昼過ぎに大きな揺れを感じて飛び起きて外に出た。
電柱がグワングワン揺れていた。
この揺れ方、震源地は東京か?と思ってニュースを見たら実家のある東北だった。
僕はすぐ母親に電話した。
繋がった。
母親は「大丈夫かい?」とただ一言だけ言って電話は切れてしまった。
ただただ逃げ惑っている様子だけが電話越しからは伺えた。
そこから3日間、実家と連絡が取れなかった。
この3日間はもう一生味わいたくない。
僕の心に余裕など無かった。
インターネットでは憶測やデマ、真実もあるかな。
様々な情報が流れ続け、絶対に大丈夫なんて言葉が意味を無くした。
震災2日目にSNSで福島の友人から『狐火、新曲はまだか?』というメッセージを受けた。
被災地に励まされた。
自分に出来る事が音楽で良いのか迷っていた。
こんな時に何かの役に立つのかと。
でも、不謹慎なんて言っていられない。
『狐火、新曲はまだか?』
それだけで十分だった。
東京も原発の事故を受けて計画停電で町は暗かった震災2日目の夜。
最悪を想定したうえでの希望を曲にした。
出来ればもう二度と、一生こんな曲作りたくない
心だけ逃げる事が出来たらどれほど楽だったか。
僕はこの時に自分の知名度を恨んだ。
僕がもっと有名だったらと。
僕の声は車の排気音にさえかき消されてしまう。
僕はこの日から6月まで週に1曲、福島に関する曲を動画サイトにアップロードし続けた。

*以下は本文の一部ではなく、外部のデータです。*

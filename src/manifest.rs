//! Structured merge into `composer.json`.
//!
//! The manifest is parsed, mutated as a JSON document and re-serialized; it
//! is never patched as text. Key order is preserved (`serde_json` is built
//! with `preserve_order`) and new keys land at the end of their object.

use crate::edit::atomic_write;
use crate::mutator::{MutateError, MutationMode};
use crate::patch::PatchError;
use serde::Serialize;
use serde_json::{Map, Value};
use std::fs;
use std::path::{Path, PathBuf};

/// Changes to merge into a Composer manifest.
#[derive(Debug, Clone, Default, PartialEq)]
pub struct ManifestEdit {
    /// `scripts.<name>` entries, inserted or replaced when different.
    pub scripts: Vec<(String, Value)>,
    /// Packages appended to `extra.laravel.dont-discover` when absent.
    pub dont_discover: Vec<String>,
}

impl ManifestEdit {
    pub fn script(mut self, name: impl Into<String>, value: Value) -> Self {
        self.scripts.push((name.into(), value));
        self
    }

    pub fn dont_discover(mut self, package: impl Into<String>) -> Self {
        self.dont_discover.push(package.into());
        self
    }

    pub fn is_empty(&self) -> bool {
        self.scripts.is_empty() && self.dont_discover.is_empty()
    }
}

#[derive(Debug, Clone, Default, PartialEq, Eq)]
pub struct ManifestReport {
    pub path: PathBuf,
    /// Human-readable description of each change, e.g. `scripts.deploy`.
    pub changes: Vec<String>,
    pub modified: bool,
}

/// Merge `edit` into the manifest at `path`.
pub fn merge_manifest(
    path: &Path,
    edit: &ManifestEdit,
    mode: MutationMode,
) -> Result<ManifestReport, MutateError> {
    if !path.exists() {
        return Err(MutateError::MissingTarget {
            path: path.to_path_buf(),
        });
    }

    let original = fs::read_to_string(path).map_err(|source| MutateError::Io {
        path: path.to_path_buf(),
        source,
    })?;
    let malformed = |reason: String| MutateError::MalformedTarget {
        path: path.to_path_buf(),
        source: PatchError::MalformedTarget {
            rule: "composer-manifest".to_string(),
            reason,
        },
    };

    let mut document: Value =
        serde_json::from_str(&original).map_err(|e| malformed(format!("invalid JSON: {e}")))?;
    let changes = apply_edit(&mut document, edit).map_err(malformed)?;

    let rendered = render(&document).map_err(|e| malformed(e.to_string()))?;
    // Only structural changes count; formatting drift alone is left alone
    let modified = !changes.is_empty();

    if modified && mode == MutationMode::Write {
        atomic_write(path, rendered.as_bytes()).map_err(|source| MutateError::Write {
            path: path.to_path_buf(),
            source,
        })?;
        tracing::info!(path = %path.display(), changes = changes.len(), "manifest updated");
    }

    Ok(ManifestReport {
        path: path.to_path_buf(),
        changes,
        modified,
    })
}

/// Apply `edit` to an in-memory manifest, returning what changed.
pub fn apply_edit(document: &mut Value, edit: &ManifestEdit) -> Result<Vec<String>, String> {
    let root = document
        .as_object_mut()
        .ok_or_else(|| "manifest root is not an object".to_string())?;
    let mut changes = Vec::new();

    if !edit.scripts.is_empty() {
        let scripts = object_entry(root, "scripts")?;
        for (name, value) in &edit.scripts {
            if scripts.get(name) != Some(value) {
                scripts.insert(name.clone(), value.clone());
                changes.push(format!("scripts.{name}"));
            }
        }
    }

    if !edit.dont_discover.is_empty() {
        let extra = object_entry(root, "extra")?;
        let laravel = object_entry(extra, "laravel")?;
        let list = laravel
            .entry("dont-discover")
            .or_insert_with(|| Value::Array(Vec::new()))
            .as_array_mut()
            .ok_or_else(|| "extra.laravel.dont-discover is not an array".to_string())?;

        for package in &edit.dont_discover {
            if !list.iter().any(|v| v.as_str() == Some(package.as_str())) {
                list.push(Value::String(package.clone()));
                changes.push(format!("extra.laravel.dont-discover += {package}"));
            }
        }
    }

    Ok(changes)
}

fn object_entry<'a>(
    map: &'a mut Map<String, Value>,
    key: &str,
) -> Result<&'a mut Map<String, Value>, String> {
    map.entry(key)
        .or_insert_with(|| Value::Object(Map::new()))
        .as_object_mut()
        .ok_or_else(|| format!("'{key}' is not an object"))
}

/// Composer-style pretty JSON: four-space indent, trailing newline.
pub fn render(document: &Value) -> Result<String, serde_json::Error> {
    let mut buf = Vec::new();
    let formatter = serde_json::ser::PrettyFormatter::with_indent(b"    ");
    let mut serializer = serde_json::Serializer::with_formatter(&mut buf, formatter);
    document.serialize(&mut serializer)?;
    buf.push(b'\n');
    Ok(String::from_utf8(buf).expect("serde_json only emits UTF-8"))
}

#[cfg(test)]
mod tests {
    use super::*;
    use serde_json::json;

    fn deploy_edit() -> ManifestEdit {
        ManifestEdit::default()
            .script("deploy", json!(["@php artisan migrate --force"]))
            .dont_discover("laravel/telescope")
    }

    #[test]
    fn test_apply_edit_creates_missing_sections() {
        let mut doc = json!({"name": "laravel/laravel"});
        let changes = apply_edit(&mut doc, &deploy_edit()).unwrap();
        assert_eq!(changes.len(), 2);
        assert_eq!(doc["scripts"]["deploy"][0], "@php artisan migrate --force");
        assert_eq!(doc["extra"]["laravel"]["dont-discover"][0], "laravel/telescope");
    }

    #[test]
    fn test_apply_edit_is_idempotent() {
        let mut doc = json!({"scripts": {}});
        apply_edit(&mut doc, &deploy_edit()).unwrap();
        let changes = apply_edit(&mut doc, &deploy_edit()).unwrap();
        assert!(changes.is_empty());
        assert_eq!(doc["extra"]["laravel"]["dont-discover"].as_array().unwrap().len(), 1);
    }

    #[test]
    fn test_apply_edit_replaces_different_script() {
        let mut doc = json!({"scripts": {"deploy": "old"}});
        let changes = apply_edit(&mut doc, &deploy_edit()).unwrap();
        assert!(changes.contains(&"scripts.deploy".to_string()));
    }

    #[test]
    fn test_apply_edit_rejects_wrong_types() {
        let mut doc = json!({"scripts": []});
        assert!(apply_edit(&mut doc, &deploy_edit()).is_err());

        let mut doc = json!([1, 2]);
        assert!(apply_edit(&mut doc, &deploy_edit()).is_err());

        let mut doc = json!({"extra": {"laravel": {"dont-discover": "x"}}});
        let edit = ManifestEdit::default().dont_discover("laravel/telescope");
        assert!(apply_edit(&mut doc, &edit).is_err());
    }

    #[test]
    fn test_render_uses_composer_layout() {
        let rendered = render(&json!({"a": {"b": 1}})).unwrap();
        assert_eq!(rendered, "{\n    \"a\": {\n        \"b\": 1\n    }\n}\n");
    }
}
pub mod errors;
pub mod patcher;
pub mod rule;

pub use errors::PatchError;
pub use patcher::{
    apply_rule, find_key_lines, parse_env_value, patch_text, plan_rule, KeyLine, PatchOutcome,
    PatchPlan,
};
pub use rule::{Anchor, Condition, Marker, PatchRule, Transform};
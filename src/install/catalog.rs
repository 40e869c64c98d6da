//! What the installer publishes and patches.
//!
//! Everything here is data: stub entries, the rule lists for each target
//! file and the manifest edit. The orchestrator decides when each piece
//! runs; this module decides what it contains.

use crate::config::InstallerConfig;
use crate::install::choice::InstallChoice;
use crate::install::secrets::ReverbCredentials;
use crate::install::subsystem::Subsystem;
use crate::manifest::ManifestEdit;
use crate::patch::{Condition, Marker, PatchRule};
use crate::publish::{StubEntry, StubKind};
use serde_json::json;

pub const ENV_FILE: &str = ".env";
pub const ENV_EXAMPLE_FILE: &str = ".env.example";
pub const PROVIDERS_FILE: &str = "bootstrap/providers.php";
pub const ROUTES_FILE: &str = "routes/web.php";
pub const MANIFEST_FILE: &str = "composer.json";

/// Line that marks the guidelines document as already merged.
pub const GUIDELINES_MARKER: &str = "<!-- deploykit:guidelines -->";

/// Only a freshly generated skeleton gets its database settings replaced.
pub const FRESH_DATABASE_LINE: &str = "DB_CONNECTION=sqlite";

const PLATFORM_PROVIDER: &str = "App\\Providers\\PlatformServiceProvider";
const HEALTH_USE: &str = "use App\\Http\\Controllers\\HealthController;";
const HEALTH_ROUTE: &str = "Route::get('/health', HealthController::class)->name('health');";

/// Publish order. Gated worker configs follow the `.deploy` tree they live
/// in, so a forced directory publish cannot wipe them afterwards.
pub const STUBS: &[StubEntry] = &[
    StubEntry {
        source: "HealthController.php",
        destination: "app/Http/Controllers/HealthController.php",
        label: "health check controller",
        kind: StubKind::File,
        gate: None,
    },
    StubEntry {
        source: "PlatformServiceProvider.php",
        destination: "app/Providers/PlatformServiceProvider.php",
        label: "platform service provider",
        kind: StubKind::File,
        gate: None,
    },
    StubEntry {
        source: "pages/status.tsx",
        destination: "resources/js/pages/status.tsx",
        label: "status page",
        kind: StubKind::File,
        gate: None,
    },
    StubEntry {
        source: "deploy",
        destination: ".deploy",
        label: "deployment config",
        kind: StubKind::Directory,
        gate: None,
    },
    StubEntry {
        source: "workers/horizon.conf",
        destination: ".deploy/workers/horizon.conf",
        label: "horizon worker",
        kind: StubKind::File,
        gate: Some(Subsystem::Horizon),
    },
    StubEntry {
        source: "workers/reverb.conf",
        destination: ".deploy/workers/reverb.conf",
        label: "reverb worker",
        kind: StubKind::File,
        gate: Some(Subsystem::Reverb),
    },
    StubEntry {
        source: "AGENTS.md",
        destination: "AGENTS.md",
        label: "agent guidelines",
        kind: StubKind::PrependMerge {
            marker: GUIDELINES_MARKER,
        },
        gate: None,
    },
];

/// Stubs that apply to `choice`, in publish order.
pub fn stubs_for(choice: &InstallChoice) -> impl Iterator<Item = &'static StubEntry> + '_ {
    STUBS
        .iter()
        .filter(move |entry| entry.gate.map_or(true, |gate| choice.is_selected(gate)))
}

fn provider_rule(id: String, class: &str) -> PatchRule {
    let identifier = format!("{class}::class");
    let line = format!("{identifier},");
    PatchRule::insert_before_closing(id, "return [", "];", identifier, line)
}

pub fn provider_rules(choice: &InstallChoice) -> Vec<PatchRule> {
    let mut rules = vec![provider_rule("provider-platform".to_string(), PLATFORM_PROVIDER)];
    for subsystem in choice.selected() {
        if let Some(class) = subsystem.provider() {
            rules.push(provider_rule(format!("provider-{subsystem}"), class));
        }
    }
    rules
}

pub fn route_rules() -> Vec<PatchRule> {
    vec![
        PatchRule::insert_after_line("route-health-import", "<?php", HEALTH_USE),
        PatchRule::append_block(
            "route-health",
            Marker::Substring("HealthController::class".to_string()),
            HEALTH_ROUTE,
        ),
    ]
}

pub fn manifest_edit(choice: &InstallChoice) -> ManifestEdit {
    let mut edit = ManifestEdit::default().script(
        "deploy",
        json!(["@php artisan migrate --force", "@php artisan optimize"]),
    );
    for subsystem in choice.selected() {
        if let Some(package) = subsystem.dont_discover() {
            edit = edit.dont_discover(package);
        }
    }
    edit
}

/// Rules for `.env` (`example == false`) or `.env.example`.
///
/// The example file gets the same keys, but never real websocket secrets.
pub fn env_rules(
    choice: &InstallChoice,
    config: &InstallerConfig,
    reverb: &ReverbCredentials,
    example: bool,
) -> Vec<PatchRule> {
    let fresh = Condition::LineEquals(FRESH_DATABASE_LINE.to_string());
    let db = &config.database;
    let mut rules: Vec<PatchRule> = [
        ("db-connection", "DB_CONNECTION", db.connection.as_str()),
        ("db-host", "DB_HOST", db.host.as_str()),
        ("db-port", "DB_PORT", db.port.as_str()),
        ("db-database", "DB_DATABASE", choice.project_name.as_str()),
        ("db-username", "DB_USERNAME", db.username.as_str()),
        ("db-password", "DB_PASSWORD", db.password.as_str()),
    ]
    .into_iter()
    .map(|(id, key, value)| PatchRule::replace_key(id, key, value).when(fresh.clone()))
    .collect();

    if choice.selected().any(Subsystem::uses_redis) {
        rules.push(PatchRule::replace_key_if_different(
            "redis-client",
            "REDIS_CLIENT",
            config.redis.client.as_str(),
        ));
    }
    for subsystem in choice.selected() {
        for (key, value) in subsystem.env_settings() {
            let id = key.to_ascii_lowercase().replace('_', "-");
            rules.push(PatchRule::replace_key_if_different(id, *key, *value));
        }
    }
    if choice.is_selected(Subsystem::Reverb) {
        rules.push(PatchRule::append_block(
            "reverb-credentials",
            Marker::Key("REVERB_APP_ID".to_string()),
            reverb_block(reverb, example),
        ));
    }

    rules
}

fn reverb_block(creds: &ReverbCredentials, example: bool) -> String {
    let (key, secret) = if example {
        ("", "")
    } else {
        (creds.app_key.as_str(), creds.app_secret.as_str())
    };
    format!(
        "REVERB_APP_ID={}\n\
         REVERB_APP_KEY={key}\n\
         REVERB_APP_SECRET={secret}\n\
         REVERB_HOST=\"localhost\"\n\
         REVERB_PORT=8080\n\
         REVERB_SCHEME=http\n\
         \n\
         VITE_REVERB_APP_KEY=\"${{REVERB_APP_KEY}}\"\n\
         VITE_REVERB_HOST=\"${{REVERB_HOST}}\"\n\
         VITE_REVERB_PORT=\"${{REVERB_PORT}}\"\n\
         VITE_REVERB_SCHEME=\"${{REVERB_SCHEME}}\"\n",
        creds.app_id
    )
}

それは時に政治的であったり、原発や放射能に関してであったりしたので賛否両論は勿論あった。
辛かった。
誰が好きこのんでこんな曲を作るか。
僕だってこんな賛否のある事を曲にしたくない。
でも、生まれ育った場所で起きた事だから。
これを無視して、この先を続けるという表現は自分にはどうしても出来なかった。
少し落ち着いた頃に福島に行ってみた。
僕が学生の頃、良く考え事をしに行っていた福島県いわき市の新舞子も津波でかたちを失っていた。
ただなぜか良く座ってリリックを描いていたベンチは昔のままそこにあった。
そして、春になった。
僕の4枚目となるアルバムのリリースが迫っていた。
震災の影響もあり発売を延期するかという話もあったけれど、このタイミングでリリースに踏み切った。